Treatment of Severe Hyperkalemia in Patients on Maintenance Haemodialysis
When a patient already established on maintenance haemodialysis presents with a serum potassium of 6.5 mmol/L or above, this constitutes a medical emergency requiring an urgent, structured response. The underlying dependence on renal replacement therapy shapes both the immediate priorities and the longer-term approach.
Clinical scenario: A patient on maintenance haemodialysis with confirmed severe hyperkalaemia — serum K+ ≥ 6.5 mmol/L. The inter-dialytic interval and the risk of life-threatening cardiac conduction disturbances make timely, protocol-driven management essential.
Management approach
Urgent renal replacement therapy is central to management. Whether additional acute interventions are needed alongside it — and what form those take — depends on the patient's ECG findings and how quickly dialysis can be initiated. The full protocol also addresses strategies for the inter-dialytic period. The complete regimen, including the decision framework and sequencing, is available below.
References
- We recommend that haemodialysis patients with severe hyperkalaemia (serum K+ ≥ 6.5 mmol/L) receive dialysis treatment urgently.

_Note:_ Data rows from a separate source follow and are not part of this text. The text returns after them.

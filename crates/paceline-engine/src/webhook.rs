// SPDX-FileCopyrightText: 2026 Paceline Contributors
// SPDX-License-Identifier: MIT OR Apache-2.0

//! HTTP webhook trigger fired before an account activates.
//!
//! The usual target rotates the egress IP of the account's proxy, which tends
//! to sever the connection that asked for it. A timeout or a dropped
//! connection is therefore reported as success.

use std::error::Error as StdError;
use std::io;
use std::time::Duration;

use async_trait::async_trait;
use paceline_core::{PacelineError, WebhookTrigger};
use reqwest::Method;
use tracing::debug;

pub struct HttpWebhook {
    client: reqwest::Client,
}

impl HttpWebhook {
    pub fn new() -> Result<Self, PacelineError> {
        let client = reqwest::Client::builder()
            .build()
            .map_err(|e| PacelineError::Webhook(format!("failed to build HTTP client: {e}")))?;
        Ok(Self { client })
    }
}

/// True if the error chain shows the peer dropped the connection.
fn is_connection_drop(error: &reqwest::Error) -> bool {
    let mut source: Option<&(dyn StdError + 'static)> = error.source();
    while let Some(err) = source {
        if let Some(io) = err.downcast_ref::<io::Error>()
            && matches!(
                io.kind(),
                io::ErrorKind::ConnectionReset
                    | io::ErrorKind::ConnectionAborted
                    | io::ErrorKind::BrokenPipe
                    | io::ErrorKind::UnexpectedEof
            )
        {
            return true;
        }
        if err.to_string().contains("connection closed") {
            return true;
        }
        source = err.source();
    }
    false
}

#[async_trait]
impl WebhookTrigger for HttpWebhook {
    async fn invoke(
        &self,
        url: &str,
        method: &str,
        timeout: Duration,
    ) -> Result<(), PacelineError> {
        let method = Method::from_bytes(method.to_ascii_uppercase().as_bytes())
            .map_err(|_| PacelineError::Webhook(format!("invalid HTTP method `{method}`")))?;

        match self
            .client
            .request(method.clone(), url)
            .timeout(timeout)
            .send()
            .await
        {
            Ok(response) if response.status().is_success() => {
                debug!(url, %method, status = %response.status(), "webhook triggered");
                Ok(())
            }
            Ok(response) => Err(PacelineError::Webhook(format!(
                "{method} {url} returned {}",
                response.status()
            ))),
            Err(e) if e.is_timeout() => {
                debug!(url, %method, "webhook timed out, treating as triggered");
                Ok(())
            }
            Err(e) if is_connection_drop(&e) => {
                debug!(url, %method, error = %e, "webhook connection dropped, treating as triggered");
                Ok(())
            }
            Err(e) => Err(PacelineError::Webhook(format!("{method} {url} failed: {e}"))),
        }
    }
}

#[cfg(test)]
mod tests {
    use super::*;
    use wiremock::matchers::{method, path};
    use wiremock::{Mock, MockServer, ResponseTemplate};

    #[tokio::test]
    async fn success_status_is_ok() {
        let server = MockServer::start().await;
        Mock::given(method("POST"))
            .and(path("/rotate"))
            .respond_with(ResponseTemplate::new(200))
            .expect(1)
            .mount(&server)
            .await;

        let hook = HttpWebhook::new().unwrap();
        hook.invoke(
            &format!("{}/rotate", server.uri()),
            "post",
            Duration::from_secs(2),
        )
        .await
        .unwrap();
    }

    #[tokio::test]
    async fn error_status_is_reported() {
        let server = MockServer::start().await;
        Mock::given(method("GET"))
            .respond_with(ResponseTemplate::new(500))
            .mount(&server)
            .await;

        let hook = HttpWebhook::new().unwrap();
        let err = hook
            .invoke(&server.uri(), "GET", Duration::from_secs(2))
            .await
            .unwrap_err();
        assert!(matches!(err, PacelineError::Webhook(_)));
    }

    #[tokio::test]
    async fn timeout_counts_as_triggered() {
        let server = MockServer::start().await;
        Mock::given(method("GET"))
            .respond_with(ResponseTemplate::new(200).set_delay(Duration::from_secs(5)))
            .mount(&server)
            .await;

        let hook = HttpWebhook::new().unwrap();
        hook.invoke(&server.uri(), "GET", Duration::from_millis(100))
            .await
            .unwrap();
    }

    #[tokio::test]
    async fn invalid_method_rejected() {
        let hook = HttpWebhook::new().unwrap();
        let err = hook
            .invoke("http://127.0.0.1:9/", "NOT A METHOD", Duration::from_secs(1))
            .await
            .unwrap_err();
        assert!(err.to_string().contains("invalid HTTP method"));
    }
}
// SPDX-FileCopyrightText: 2026 Paceline Contributors
// SPDX-License-Identifier: MIT OR Apache-2.0

//! Per-account two-lane queue with sender dedup and busy locks.
//!
//! Each lane keeps its items sorted by the original event timestamp so a
//! backlog replayed out of order is still answered chronologically. A lane
//! hands out at most one item at a time; the item's sender stays "in flight"
//! until the lane is released.

use chrono::{DateTime, Utc};
use paceline_core::{InboundEvent, Lane};

use crate::cooldown::CooldownState;

/// A pending inbound event owned by one lane.
#[derive(Debug, Clone, PartialEq, Eq)]
pub struct QueueItem {
    /// The event as admitted by the ingest gate.
    pub event: InboundEvent,
    /// Wall-clock time of admission; the lane orders by the event's own timestamp.
    pub enqueued_at: DateTime<Utc>,
}

/// Result of an enqueue attempt.
#[derive(Debug, Clone, Copy, PartialEq, Eq)]
pub enum EnqueueOutcome {
    /// Added to the lane, which now holds `depth` items.
    Queued { depth: usize },
    /// The sender already has an item waiting in this lane.
    AlreadyQueued,
    /// The sender's previous item is executing right now.
    InFlight,
}

#[derive(Debug, Default)]
struct LaneState {
    items: Vec<QueueItem>,
    busy: bool,
    in_flight_sender: Option<String>,
}

impl LaneState {
    fn holds_sender(&self, sender: &str) -> bool {
        self.items.iter().any(|item| item.event.sender_id == sender)
    }
}

/// The group and private lanes of one account.
#[derive(Debug, Default)]
pub struct AccountQueue {
    lanes: [LaneState; 2],
}

impl AccountQueue {
    fn lane(&self, lane: Lane) -> &LaneState {
        &self.lanes[lane.index()]
    }

    fn lane_mut(&mut self, lane: Lane) -> &mut LaneState {
        &mut self.lanes[lane.index()]
    }

    /// Adds `event` to its lane unless the sender is already queued or in flight.
    pub fn enqueue(&mut self, event: InboundEvent, now: DateTime<Utc>) -> EnqueueOutcome {
        let state = self.lane_mut(event.lane());
        if state.in_flight_sender.as_deref() == Some(event.sender_id.as_str()) {
            return EnqueueOutcome::InFlight;
        }
        if state.holds_sender(&event.sender_id) {
            return EnqueueOutcome::AlreadyQueued;
        }
        state.items.push(QueueItem {
            event,
            enqueued_at: now,
        });
        // Stable sort keeps insertion order for equal timestamps.
        state.items.sort_by_key(|item| item.event.timestamp_secs);
        EnqueueOutcome::Queued {
            depth: state.items.len(),
        }
    }

    /// Removes and returns the earliest item if the lane may run now, claiming
    /// the lane's busy lock. The caller must [`release`](Self::release) it.
    pub fn dequeue_if_free(
        &mut self,
        lane: Lane,
        cooldown: &CooldownState,
        now: DateTime<Utc>,
    ) -> Option<QueueItem> {
        if cooldown.is_paused(now) || !cooldown.lane_ready(lane, now) {
            return None;
        }
        let state = self.lane_mut(lane);
        if state.busy || state.items.is_empty() {
            return None;
        }
        let item = state.items.remove(0);
        state.busy = true;
        state.in_flight_sender = Some(item.event.sender_id.clone());
        Some(item)
    }

    /// Takes the lane's busy lock without dequeuing, for work that must not
    /// overlap a reply on this lane. Returns `false` if the lane is busy.
    pub fn try_claim(&mut self, lane: Lane) -> bool {
        let state = self.lane_mut(lane);
        !std::mem::replace(&mut state.busy, true)
    }

    /// Clears the lane's busy lock after an execution finishes.
    pub fn release(&mut self, lane: Lane) {
        let state = self.lane_mut(lane);
        state.busy = false;
        state.in_flight_sender = None;
    }

    /// True while an execution (or another claim) holds the lane.
    pub fn is_busy(&self, lane: Lane) -> bool {
        self.lane(lane).busy
    }

    pub fn any_busy(&self) -> bool {
        Lane::ALL.iter().any(|&lane| self.is_busy(lane))
    }

    pub fn lane_depth(&self, lane: Lane) -> usize {
        self.lane(lane).items.len()
    }

    /// Waiting items across both lanes, excluding in-flight ones.
    pub fn depth(&self) -> usize {
        Lane::ALL.iter().map(|&lane| self.lane_depth(lane)).sum()
    }

    pub fn is_empty(&self) -> bool {
        self.depth() == 0
    }

    /// Drops every waiting item; in-flight executions are unaffected.
    pub fn clear(&mut self) -> usize {
        let dropped = self.depth();
        for state in &mut self.lanes {
            state.items.clear();
        }
        dropped
    }
}
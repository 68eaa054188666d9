// SPDX-FileCopyrightText: 2026 Paceline Contributors
// SPDX-License-Identifier: MIT OR Apache-2.0

//! Persistence contract for templates, media pools, and statistics.

use async_trait::async_trait;

use crate::error::PacelineError;
use crate::types::{AccountId, MediaPayload, MediaSlot, ReplyContext, StatKind};

/// Read/write access to per-account persisted data.
///
/// Callers treat every error as transient and fall back to their last
/// in-memory snapshot.
#[async_trait]
pub trait AccountStore: Send + Sync + 'static {
    /// Message templates for one reply context.
    async fn templates(
        &self,
        account: &AccountId,
        context: ReplyContext,
    ) -> Result<Vec<String>, PacelineError>;

    /// Picks a media file from the account's pool, if any is configured.
    async fn pick_media(
        &self,
        account: &AccountId,
        slot: MediaSlot,
    ) -> Result<Option<MediaPayload>, PacelineError>;

    /// Increments a persisted statistics counter.
    async fn increment_stat(&self, account: &AccountId, stat: StatKind)
    -> Result<(), PacelineError>;
}
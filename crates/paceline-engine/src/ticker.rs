// SPDX-FileCopyrightText: 2026 Paceline Contributors
// SPDX-License-Identifier: MIT OR Apache-2.0

//! Fixed-interval tick loop shared by the coordinators.

use std::future::Future;
use std::panic::AssertUnwindSafe;
use std::time::Duration;

use futures::FutureExt;
use paceline_core::PacelineError;
use tokio::time::MissedTickBehavior;
use tokio_util::sync::CancellationToken;
use tracing::{debug, error, info};

/// Calls `tick` every `period` until `cancel` fires.
///
/// A tick that returns an error or panics is logged and the loop carries on
/// with the next tick. The first tick runs immediately.
pub async fn run_ticker<F, Fut>(
    name: &'static str,
    period: Duration,
    cancel: CancellationToken,
    mut tick: F,
) where
    F: FnMut() -> Fut,
    Fut: Future<Output = Result<(), PacelineError>>,
{
    let mut interval = tokio::time::interval(period);
    interval.set_missed_tick_behavior(MissedTickBehavior::Delay);
    debug!(ticker = name, period = ?period, "ticker started");

    loop {
        tokio::select! {
            _ = interval.tick() => {
                match AssertUnwindSafe(tick()).catch_unwind().await {
                    Ok(Ok(())) => {}
                    Ok(Err(e)) => {
                        error!(ticker = name, error = %e, "tick failed");
                    }
                    Err(panic) => {
                        let message = panic
                            .downcast_ref::<&str>()
                            .map(|s| (*s).to_string())
                            .or_else(|| panic.downcast_ref::<String>().cloned())
                            .unwrap_or_else(|| "non-string panic payload".to_string());
                        error!(ticker = name, panic = %message, "tick panicked");
                    }
                }
            }
            _ = cancel.cancelled() => {
                info!(ticker = name, "ticker shutting down");
                break;
            }
        }
    }
}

- We recommend that haemodialysis patients with severe hyperkalaemia (serum K+ ≥ 6.5 mmol/L) and toxic ECG changes be treated with intravenous calcium salt to reduce risk of arrhythmias even when dialysis is immediately available.
- We recommend that haemodialysis patients with severe hyperkalaemia (serum K+ ≥ 6.5 mmol/L) be treated with standard medical therapies to lower serum potassium if dialysis is not immediately available.
- We suggest that potassium binders may be considered to reduce the risk of hyperkalaemia during the inter-dialytic period.